• [What is expected] Locate the string "RunRecord" in the records below. Copy every line where it occurs.

********

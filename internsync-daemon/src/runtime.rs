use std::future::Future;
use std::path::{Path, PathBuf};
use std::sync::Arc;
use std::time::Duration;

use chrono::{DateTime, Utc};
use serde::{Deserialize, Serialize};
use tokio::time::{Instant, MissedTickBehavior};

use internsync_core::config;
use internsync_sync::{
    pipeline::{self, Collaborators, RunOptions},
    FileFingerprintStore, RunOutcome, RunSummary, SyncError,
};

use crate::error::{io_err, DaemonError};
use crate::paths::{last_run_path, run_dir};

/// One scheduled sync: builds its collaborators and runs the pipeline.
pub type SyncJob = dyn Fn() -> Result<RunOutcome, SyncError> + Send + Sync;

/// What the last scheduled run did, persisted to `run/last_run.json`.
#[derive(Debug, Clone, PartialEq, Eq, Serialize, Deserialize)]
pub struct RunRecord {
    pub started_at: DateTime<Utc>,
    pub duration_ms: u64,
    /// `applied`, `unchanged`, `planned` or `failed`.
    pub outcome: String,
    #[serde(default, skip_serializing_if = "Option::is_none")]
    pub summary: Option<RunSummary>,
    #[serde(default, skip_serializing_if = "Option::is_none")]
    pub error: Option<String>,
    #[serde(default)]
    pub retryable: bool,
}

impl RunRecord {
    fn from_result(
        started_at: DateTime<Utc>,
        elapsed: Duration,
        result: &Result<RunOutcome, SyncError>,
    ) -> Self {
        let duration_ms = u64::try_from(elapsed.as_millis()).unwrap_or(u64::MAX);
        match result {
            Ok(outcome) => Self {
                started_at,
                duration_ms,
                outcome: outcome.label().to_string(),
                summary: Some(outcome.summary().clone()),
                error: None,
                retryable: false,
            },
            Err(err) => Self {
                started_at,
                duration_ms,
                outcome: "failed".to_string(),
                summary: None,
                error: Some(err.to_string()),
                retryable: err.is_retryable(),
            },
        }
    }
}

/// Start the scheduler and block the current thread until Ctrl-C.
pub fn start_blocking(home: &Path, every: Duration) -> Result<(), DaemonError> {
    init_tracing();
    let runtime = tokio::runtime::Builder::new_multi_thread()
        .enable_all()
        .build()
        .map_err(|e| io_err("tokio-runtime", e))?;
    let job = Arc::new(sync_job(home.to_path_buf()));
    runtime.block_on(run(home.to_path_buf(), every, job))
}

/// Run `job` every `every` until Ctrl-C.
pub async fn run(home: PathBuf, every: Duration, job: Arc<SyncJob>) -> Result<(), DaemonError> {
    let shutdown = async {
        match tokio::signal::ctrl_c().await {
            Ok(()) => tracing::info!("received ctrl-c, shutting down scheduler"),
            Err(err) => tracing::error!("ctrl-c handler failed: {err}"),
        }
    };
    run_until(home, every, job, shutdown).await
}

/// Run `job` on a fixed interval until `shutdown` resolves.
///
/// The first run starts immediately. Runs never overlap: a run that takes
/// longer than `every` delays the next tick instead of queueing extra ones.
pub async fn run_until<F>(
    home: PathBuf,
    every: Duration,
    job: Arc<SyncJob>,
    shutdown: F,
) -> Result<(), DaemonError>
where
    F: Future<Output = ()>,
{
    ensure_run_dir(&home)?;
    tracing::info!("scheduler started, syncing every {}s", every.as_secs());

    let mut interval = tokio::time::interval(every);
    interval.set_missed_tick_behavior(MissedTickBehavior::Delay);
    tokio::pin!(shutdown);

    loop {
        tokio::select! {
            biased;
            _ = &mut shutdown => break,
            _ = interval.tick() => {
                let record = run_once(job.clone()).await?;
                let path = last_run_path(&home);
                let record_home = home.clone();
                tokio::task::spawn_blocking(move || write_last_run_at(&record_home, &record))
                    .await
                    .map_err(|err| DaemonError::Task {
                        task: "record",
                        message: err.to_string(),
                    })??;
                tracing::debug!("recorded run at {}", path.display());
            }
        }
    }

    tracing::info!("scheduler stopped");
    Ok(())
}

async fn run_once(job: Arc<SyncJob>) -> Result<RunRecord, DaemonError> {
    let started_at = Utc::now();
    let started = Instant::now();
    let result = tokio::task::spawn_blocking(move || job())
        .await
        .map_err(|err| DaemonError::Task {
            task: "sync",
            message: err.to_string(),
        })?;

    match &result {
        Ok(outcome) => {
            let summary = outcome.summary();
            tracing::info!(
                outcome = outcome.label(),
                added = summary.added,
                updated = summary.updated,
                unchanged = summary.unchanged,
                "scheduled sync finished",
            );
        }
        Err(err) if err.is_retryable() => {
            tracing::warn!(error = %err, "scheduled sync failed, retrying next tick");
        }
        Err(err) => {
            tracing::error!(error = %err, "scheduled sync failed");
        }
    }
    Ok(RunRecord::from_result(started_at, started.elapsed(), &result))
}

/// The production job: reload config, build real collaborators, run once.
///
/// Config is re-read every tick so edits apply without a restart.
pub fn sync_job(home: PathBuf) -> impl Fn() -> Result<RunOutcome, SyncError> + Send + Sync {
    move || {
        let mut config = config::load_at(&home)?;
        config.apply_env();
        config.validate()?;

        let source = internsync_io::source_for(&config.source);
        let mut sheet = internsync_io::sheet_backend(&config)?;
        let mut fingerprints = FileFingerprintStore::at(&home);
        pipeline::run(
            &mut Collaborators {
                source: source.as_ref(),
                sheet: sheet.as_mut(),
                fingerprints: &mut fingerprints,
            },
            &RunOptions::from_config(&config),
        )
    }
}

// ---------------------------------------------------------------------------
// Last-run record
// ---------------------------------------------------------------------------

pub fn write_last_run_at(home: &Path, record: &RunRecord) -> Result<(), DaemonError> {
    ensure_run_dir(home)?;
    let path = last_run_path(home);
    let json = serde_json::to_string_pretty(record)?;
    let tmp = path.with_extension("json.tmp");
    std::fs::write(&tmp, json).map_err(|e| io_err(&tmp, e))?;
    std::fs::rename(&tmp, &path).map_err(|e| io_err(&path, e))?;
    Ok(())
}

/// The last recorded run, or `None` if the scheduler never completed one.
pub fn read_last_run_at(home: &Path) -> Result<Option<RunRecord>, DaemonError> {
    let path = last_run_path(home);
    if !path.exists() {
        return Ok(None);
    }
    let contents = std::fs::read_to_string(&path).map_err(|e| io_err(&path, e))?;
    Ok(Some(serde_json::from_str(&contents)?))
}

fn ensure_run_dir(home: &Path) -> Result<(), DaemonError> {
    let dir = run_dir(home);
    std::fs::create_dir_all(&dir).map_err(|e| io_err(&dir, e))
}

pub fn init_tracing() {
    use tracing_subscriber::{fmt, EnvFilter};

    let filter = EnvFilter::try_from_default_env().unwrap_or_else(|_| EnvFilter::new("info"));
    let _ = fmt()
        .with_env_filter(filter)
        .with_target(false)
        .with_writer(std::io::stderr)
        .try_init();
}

********

• [Reply to the exercise]
pub struct RunRecord {
impl RunRecord {
async fn run_once(job: Arc<SyncJob>) -> Result<RunRecord, DaemonError> {
    Ok(RunRecord::from_result(started_at, started.elapsed(), &result))
pub fn write_last_run_at(home: &Path, record: &RunRecord) -> Result<(), DaemonError> {
pub fn read_last_run_at(home: &Path) -> Result<Option<RunRecord>, DaemonError> {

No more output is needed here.